■ Problem
Check every line of the data below for "ConfigMap". Copy each one that has it.

+-------+

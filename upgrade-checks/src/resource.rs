//! Managed resources of the test application.
//!
//! The harness does not own any cluster plumbing; it sees the application as
//! an ordered, heterogeneous set of managed resources. The concrete resource
//! layer (real cluster or simulated) implements the traits here.

use std::fmt;

use async_trait::async_trait;

use crate::error::{ActionError, ReplaceError};

/// Runtime kind of a managed resource. Lookups match on exact kind equality,
/// never on any compatibility relation between kinds.
#[derive(Clone, Copy, Debug, PartialEq, Eq, Hash)]
pub enum ResourceKind {
    StatefulWorkload,
    Service,
    Deployment,
    ConfigMap,
}

impl fmt::Display for ResourceKind {
    fn fmt(&self, f: &mut fmt::Formatter<'_>) -> fmt::Result {
        let s = match self {
            ResourceKind::StatefulWorkload => "stateful-workload",
            ResourceKind::Service => "service",
            ResourceKind::Deployment => "deployment",
            ResourceKind::ConfigMap => "config-map",
        };
        f.write_str(s)
    }
}

/// Minimal contract shared by every managed resource.
pub trait ClusterObject: Send {
    fn name(&self) -> &str;
}

/// The primary service's replicated, stateful deployment unit.
///
/// `replace` atomically swaps the live deployed definition for the current
/// one and blocks until the cluster accepts it. Rollout-readiness waiting is
/// the resource layer's own business; by the time `replace` returns `Ok`, the
/// new definition has been durably requested of the cluster.
#[async_trait]
pub trait StatefulWorkload: ClusterObject {
    /// The image/build tag the definition currently carries, if any.
    fn tag(&self) -> Option<&str>;

    fn set_tag(&mut self, tag: Option<String>);

    async fn replace(&mut self) -> Result<(), ReplaceError>;
}

/// A managed resource, tagged by kind so that lookups stay exact.
pub enum ManagedResource {
    StatefulWorkload(Box<dyn StatefulWorkload>),
    Service(Box<dyn ClusterObject>),
    Deployment(Box<dyn ClusterObject>),
    ConfigMap(Box<dyn ClusterObject>),
}

impl ManagedResource {
    pub fn kind(&self) -> ResourceKind {
        match self {
            ManagedResource::StatefulWorkload(_) => {
                ResourceKind::StatefulWorkload
            }
            ManagedResource::Service(_) => ResourceKind::Service,
            ManagedResource::Deployment(_) => ResourceKind::Deployment,
            ManagedResource::ConfigMap(_) => ResourceKind::ConfigMap,
        }
    }

    pub fn name(&self) -> &str {
        match self {
            ManagedResource::StatefulWorkload(r) => r.name(),
            ManagedResource::Service(r)
            | ManagedResource::Deployment(r)
            | ManagedResource::ConfigMap(r) => r.name(),
        }
    }
}

/// The live collection of managed resources composing the test application.
///
/// Owned by the application handle; upgrade steps only read and filter it,
/// mutating individual members in place.
#[derive(Default)]
pub struct ResourceSet {
    items: Vec<ManagedResource>,
}

impl ResourceSet {
    pub fn new() -> Self {
        Self::default()
    }

    pub fn push(&mut self, resource: ManagedResource) {
        self.items.push(resource);
    }

    pub fn len(&self) -> usize {
        self.items.len()
    }

    pub fn is_empty(&self) -> bool {
        self.items.is_empty()
    }

    pub fn iter(&self) -> impl Iterator<Item = &ManagedResource> {
        self.items.iter()
    }

    /// Returns the single resource of the given kind.
    ///
    /// Zero or multiple matches means the test application was assembled
    /// wrong; the step is aborted with the observed count and nothing is
    /// mutated. Not retried.
    pub fn find_exactly_one(
        &mut self,
        kind: ResourceKind,
    ) -> Result<&mut ManagedResource, ActionError> {
        let matching: Vec<usize> = self
            .items
            .iter()
            .enumerate()
            .filter(|(_, r)| r.kind() == kind)
            .map(|(i, _)| i)
            .collect();
        match matching.as_slice() {
            [i] => Ok(&mut self.items[*i]),
            other => Err(ActionError::ResourceCardinality {
                kind,
                count: other.len(),
            }),
        }
    }

    /// Variant-preserving lookup for the one stateful workload, with the same
    /// cardinality contract as [`ResourceSet::find_exactly_one`].
    pub fn sole_stateful_workload(
        &mut self,
    ) -> Result<&mut dyn StatefulWorkload, ActionError> {
        let mut found: Vec<&mut Box<dyn StatefulWorkload>> = self
            .items
            .iter_mut()
            .filter_map(|r| match r {
                ManagedResource::StatefulWorkload(w) => Some(w),
                _ => None,
            })
            .collect();
        match found.len() {
            1 => Ok(found.remove(0).as_mut()),
            count => Err(ActionError::ResourceCardinality {
                kind: ResourceKind::StatefulWorkload,
                count,
            }),
        }
    }
}

impl From<Vec<ManagedResource>> for ResourceSet {
    fn from(items: Vec<ManagedResource>) -> Self {
        Self { items }
    }
}

impl Extend<ManagedResource> for ResourceSet {
    fn extend<T: IntoIterator<Item = ManagedResource>>(&mut self, iter: T) {
        self.items.extend(iter);
    }
}
//! Action-execution core of the online-upgrade test harness.
//!
//! Upgrade scenarios are ordered sequences of [`action::Action`] steps driven
//! against a live test cluster. Each step borrows the per-scenario
//! [`executor::Executor`] and goes through the two-phase `execute`/`join`
//! contract, so blocking and background steps can be interleaved by the same
//! runner. The concrete resource layer (stateful sets, services, ...) is
//! supplied by the embedding harness through the traits in [`resource`].

pub mod action;
pub mod config;
pub mod error;
pub mod executor;
pub mod resource;
pub mod version;

use tracing_subscriber::{
    EnvFilter, layer::SubscriberExt, util::SubscriberInitExt,
};

pub fn init_tracing(default_env: &str) {
    let filter = EnvFilter::builder()
        .with_env_var("RUST_LOG")
        .from_env_lossy()
        .add_directive(
            default_env
                .parse()
                .unwrap_or_else(|_| "info".parse().unwrap()),
        );

    let _ = tracing_subscriber::registry()
        .with(tracing_subscriber::fmt::layer())
        .with(filter)
        .try_init();
}
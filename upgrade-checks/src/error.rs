use thiserror::Error;

use crate::resource::ResourceKind;

#[derive(Error, Debug)]
pub enum VersionError {
    /// An explicit tag that does not match the version grammar. Surfaced
    /// immediately, never retried.
    #[error("malformed version tag '{tag}': {source}")]
    Malformed {
        tag: String,
        #[source]
        source: semver::Error,
    },

    /// The build's own manifest carries an unusable version. This is a broken
    /// environment, not a test failure.
    #[error("build manifest version is unusable: {0}")]
    BuildManifest(#[source] semver::Error),
}

/// Failure raised by the external resource layer while swapping the live
/// definition. Propagated through the step unchanged; this layer adds no
/// retry logic of its own.
#[derive(Error, Debug)]
#[error(transparent)]
pub struct ReplaceError(#[from] anyhow::Error);

#[derive(Error, Debug)]
pub enum ActionError {
    #[error("version resolution failed: {0}")]
    Version(#[from] VersionError),

    /// The test application does not contain exactly one resource of the
    /// targeted kind. A defect in the test setup; fatal to the scenario.
    #[error("expected exactly one {kind} resource, found {count}")]
    ResourceCardinality { kind: ResourceKind, count: usize },

    #[error("replace operation failed: {0}")]
    Replace(#[from] ReplaceError),
}
use std::time::Duration;

// Default tuning for the parallax banner. Front-ends may override these per
// instance through `ParallaxConfig`.

// Sensor cadence
pub const SENSOR_INTERVAL: Duration = Duration::from_micros(16_667); // ~1/60 s
pub const RATE_GATE_TOLERANCE: Duration = Duration::from_millis(1); // absorbs event timestamp jitter

// Standard gravity, used to turn m/s^2 into g
pub const STANDARD_GRAVITY: f64 = 9.80665;

// Motion-to-pixel mapping
pub const MAX_OFFSET_PX: f32 = 30.0;
pub const MAX_ANGLE_X_DEG: f32 = 40.0; // forward/back tilt
pub const MAX_ANGLE_Y_DEG: f32 = 30.0; // left/right tilt
pub const PERSPECTIVE: f32 = 0.7;

// Per-layer parallax factors and scales
pub const BACKGROUND_FACTOR: f32 = 0.6;
pub const MIDDLE_FACTOR: f32 = 0.3;
pub const FOREGROUND_FACTOR: f32 = 1.0;

pub const BACKGROUND_SCALE: f32 = 1.3; // oversized so offsets never expose an edge
pub const MIDDLE_SCALE: f32 = 1.0;
pub const FOREGROUND_SCALE: f32 = 1.1;

// Eased transition applied to every offset/angle change
pub const TRANSITION_DURATION: Duration = Duration::from_millis(80);

// CSS `ease-out` control points: cubic-bezier(0, 0, 0.58, 1)
pub const EASE_OUT_P1: (f32, f32) = (0.0, 0.0);
pub const EASE_OUT_P2: (f32, f32) = (0.58, 1.0);
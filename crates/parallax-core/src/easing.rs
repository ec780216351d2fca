use crate::constants::{EASE_OUT_P1, EASE_OUT_P2};
use crate::parallax::ParallaxFrame;
use instant::Instant;
use std::time::Duration;

#[inline]
fn bezier(s: f32, a: f32, b: f32) -> f32 {
    let inv = 1.0 - s;
    3.0 * inv * inv * s * a + 3.0 * inv * s * s * b + s * s * s
}

#[inline]
fn bezier_slope(s: f32, a: f32, b: f32) -> f32 {
    let inv = 1.0 - s;
    3.0 * inv * inv * a + 6.0 * inv * s * (b - a) + 3.0 * s * s * (1.0 - b)
}

/// Evaluate a CSS-style cubic-bezier timing function at progress `t`.
pub fn cubic_bezier(t: f32, p1: (f32, f32), p2: (f32, f32)) -> f32 {
    let t = t.clamp(0.0, 1.0);
    if t == 0.0 || t == 1.0 {
        return t;
    }
    // Newton on x(s) = t, falling back to bisection when the slope flattens
    let mut s = t;
    for _ in 0..8 {
        let err = bezier(s, p1.0, p2.0) - t;
        if err.abs() < 1e-6 {
            return bezier(s, p1.1, p2.1);
        }
        let d = bezier_slope(s, p1.0, p2.0);
        if d.abs() < 1e-6 {
            break;
        }
        s -= err / d;
    }
    let (mut lo, mut hi) = (0.0f32, 1.0f32);
    s = t;
    for _ in 0..32 {
        let x = bezier(s, p1.0, p2.0);
        if (x - t).abs() < 1e-6 {
            break;
        }
        if x < t {
            lo = s;
        } else {
            hi = s;
        }
        s = 0.5 * (lo + hi);
    }
    bezier(s, p1.1, p2.1)
}

#[inline]
pub fn ease_out(t: f32) -> f32 {
    cubic_bezier(t, EASE_OUT_P1, EASE_OUT_P2)
}

/// Eased move between two parallax frames.
///
/// Retargeting mid-flight starts the new move from whatever is currently on
/// screen.
#[derive(Clone, Debug)]
pub struct FrameTransition {
    from: ParallaxFrame,
    to: ParallaxFrame,
    started: Option<Instant>,
    duration: Duration,
}

impl FrameTransition {
    pub fn new(initial: ParallaxFrame, duration: Duration) -> Self {
        Self {
            from: initial,
            to: initial,
            started: None,
            duration,
        }
    }

    pub fn target(&self) -> &ParallaxFrame {
        &self.to
    }

    pub fn retarget(&mut self, target: ParallaxFrame, now: Instant) {
        if target == self.to {
            return;
        }
        self.from = self.sample(now);
        self.to = target;
        self.started = Some(now);
    }

    /// Progress in [0, 1] at `now`, before easing.
    pub fn progress(&self, now: Instant) -> f32 {
        match self.started {
            None => 1.0,
            Some(_) if self.duration.is_zero() => 1.0,
            Some(t0) => {
                let elapsed = if now > t0 {
                    now.duration_since(t0)
                } else {
                    Duration::ZERO
                };
                (elapsed.as_secs_f32() / self.duration.as_secs_f32()).min(1.0)
            }
        }
    }

    pub fn is_settled(&self, now: Instant) -> bool {
        self.progress(now) >= 1.0
    }

    pub fn sample(&self, now: Instant) -> ParallaxFrame {
        let p = self.progress(now);
        if p >= 1.0 {
            return self.to;
        }
        self.from.lerp(&self.to, ease_out(p))
    }
}
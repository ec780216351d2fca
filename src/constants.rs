// Page wiring and renderer constants for the web front-end.

// DOM
pub const CANVAS_ID: &str = "parallax-canvas";

// Clear colour behind the composite (matches the page background)
pub const CLEAR_COLOR: [f64; 4] = [0.0, 0.0, 0.0, 1.0];

// Texture format for uploaded layer images
pub const IMAGE_FORMAT: wgpu::TextureFormat = wgpu::TextureFormat::Rgba8UnormSrgb;

// Six vertices: two triangles spanning the banner quad
pub const QUAD_VERTEX_COUNT: u32 = 6;
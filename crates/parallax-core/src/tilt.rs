//! Gravity readings and the baseline-relative tilt derived from them.

/// Raw gravity vector as reported by a platform sensor, in units of g.
///
/// Axes follow the device frame: `x` points right, `y` points up along the
/// screen and `z` points out of the screen.
#[derive(Clone, Copy, Debug, Default, PartialEq)]
pub struct GravityReading {
    pub x: f64,
    pub y: f64,
    pub z: f64,
}

impl GravityReading {
    pub fn new(x: f64, y: f64, z: f64) -> Self {
        Self { x, y, z }
    }

    #[inline]
    pub fn is_finite(&self) -> bool {
        self.x.is_finite() && self.y.is_finite() && self.z.is_finite()
    }
}

/// X/Y reference captured from the first reading after the motion source
/// starts. Subtracting it makes the current hand posture the neutral pose.
#[derive(Clone, Copy, Debug, Default, PartialEq)]
pub struct Baseline {
    pub x: f64,
    pub y: f64,
}

impl Baseline {
    pub fn capture(reading: &GravityReading) -> Self {
        Self {
            x: reading.x,
            y: reading.y,
        }
    }
}

/// Device attitude relative to the captured baseline.
///
/// `x` and `y` are deltas against the baseline; `z` is the raw gravity Z.
#[derive(Clone, Copy, Debug, Default, PartialEq)]
pub struct TiltVector {
    pub x: f64,
    pub y: f64,
    pub z: f64,
}

impl TiltVector {
    pub const ZERO: Self = Self {
        x: 0.0,
        y: 0.0,
        z: 0.0,
    };

    pub fn relative_to(reading: &GravityReading, baseline: &Baseline) -> Self {
        Self {
            x: reading.x - baseline.x,
            y: reading.y - baseline.y,
            z: reading.z,
        }
    }
}
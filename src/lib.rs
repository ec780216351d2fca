#![cfg(target_arch = "wasm32")]
use instant::Instant;
use parallax_core::{Layer, MotionSource, ParallaxView};
use std::cell::RefCell;
use std::rc::Rc;
use std::sync::atomic::{AtomicBool, Ordering};
use wasm_bindgen::prelude::*;
use wasm_bindgen::JsCast;
use wasm_bindgen_futures::spawn_local;
use web_sys as web;

mod constants;
mod dom;
mod events;
mod frame;
mod gravity;
mod images;
mod page_config;
mod render;
mod sensor;

use constants::CANVAS_ID;
use sensor::DeviceMotionSensor;

#[wasm_bindgen(start)]
pub fn start() -> Result<(), JsValue> {
    console_error_panic_hook::set_once();
    console_log::init_with_level(log::Level::Info).ok();
    log::info!("tilt-parallax starting");

    spawn_local(async move {
        if let Err(e) = init().await {
            log::error!("init error: {:?}", e);
        }
    });
    Ok(())
}

async fn init() -> anyhow::Result<()> {
    static STARTED: AtomicBool = AtomicBool::new(false);
    if STARTED.swap(true, Ordering::SeqCst) {
        return Ok(());
    }

    let window = web::window().ok_or_else(|| anyhow::anyhow!("no window"))?;
    let document = window
        .document()
        .ok_or_else(|| anyhow::anyhow!("no document"))?;

    let canvas: web::HtmlCanvasElement = document
        .get_element_by_id(CANVAS_ID)
        .ok_or_else(|| anyhow::anyhow!("missing #{}", CANVAS_ID))?
        .dyn_into::<web::HtmlCanvasElement>()
        .map_err(|e| anyhow::anyhow!(format!("{:?}", e)))?;

    let cfg = page_config::config_from_lookup(|key| dom::data_attribute(&canvas, key));
    log::info!(
        "[config] max_offset={} max_angle=({}, {}) scales=({}, {}, {})",
        cfg.max_offset,
        cfg.max_angle_x,
        cfg.max_angle_y,
        cfg.background.scale,
        cfg.middle.scale,
        cfg.foreground.scale
    );

    // Maintain canvas internal pixel size to match CSS size * devicePixelRatio
    events::wire_canvas_resize(&canvas);

    // Sensor -> view: every published tilt retargets the eased frame
    let view = Rc::new(RefCell::new(ParallaxView::new(cfg.clone())));
    let motion = Rc::new(RefCell::new(MotionSource::new(DeviceMotionSensor::new(
        window.clone(),
    ))));
    {
        let view = view.clone();
        motion
            .borrow_mut()
            .subscribe(move |tilt| view.borrow_mut().set_tilt(tilt, Instant::now()));
    }
    if dom::is_page_visible(&document) {
        motion.borrow_mut().start();
        if !motion.borrow().is_running() {
            log::info!("[motion] no motion sensor; banner stays neutral");
        }
    }
    events::wire_visibility(&document, motion.clone());
    events::wire_permission_gesture(&document);

    let gpu = frame::init_gpu(&canvas).await;
    let frame_ctx = Rc::new(RefCell::new(frame::FrameContext::new(view, canvas, gpu)));

    for layer in Layer::ALL {
        let url = cfg.layer(layer).image.clone();
        let frame_ctx = frame_ctx.clone();
        spawn_local(async move {
            match images::load_bitmap(&url).await {
                Ok(bitmap) => frame_ctx.borrow_mut().set_layer_image(layer, &bitmap),
                Err(e) => log::warn!("[images] {} '{}' not loaded: {:?}", layer.name(), url, e),
            }
        });
    }

    frame::start_loop(frame_ctx);
    Ok(())
}
use wasm_bindgen::JsCast;
use web_sys as web;

/// Register `handler` for `event` on `target` for the lifetime of the page.
pub fn add_listener(
    target: &web::EventTarget,
    event: &str,
    mut handler: impl FnMut(web::Event) + 'static,
) {
    let closure = wasm_bindgen::closure::Closure::wrap(
        Box::new(move |ev: web::Event| handler(ev)) as Box<dyn FnMut(_)>
    );
    if let Err(e) = target.add_event_listener_with_callback(event, closure.as_ref().unchecked_ref())
    {
        log::warn!("[dom] failed to listen for {}: {:?}", event, e);
    }
    closure.forget();
}

pub fn sync_canvas_backing_size(canvas: &web::HtmlCanvasElement) {
    if let Some(w) = web::window() {
        let dpr = w.device_pixel_ratio();
        let rect = canvas.get_bounding_client_rect();
        let w_px = (rect.width() * dpr) as u32;
        let h_px = (rect.height() * dpr) as u32;
        canvas.set_width(w_px.max(1));
        canvas.set_height(h_px.max(1));
    }
}

/// Read a `data-*` attribute through `HTMLElement.dataset`.
#[inline]
pub fn data_attribute(el: &web::HtmlElement, key: &str) -> Option<String> {
    el.dataset().get(key)
}

/// Whether the page is currently shown to the user.
#[inline]
pub fn is_page_visible(document: &web::Document) -> bool {
    document.visibility_state() == web::VisibilityState::Visible
}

+-------+

■ Solution for this exercise
    ConfigMap,
            ResourceKind::ConfigMap => "config-map",
    ConfigMap(Box<dyn ClusterObject>),
            ManagedResource::ConfigMap(_) => ResourceKind::ConfigMap,
            | ManagedResource::ConfigMap(r) => r.name(),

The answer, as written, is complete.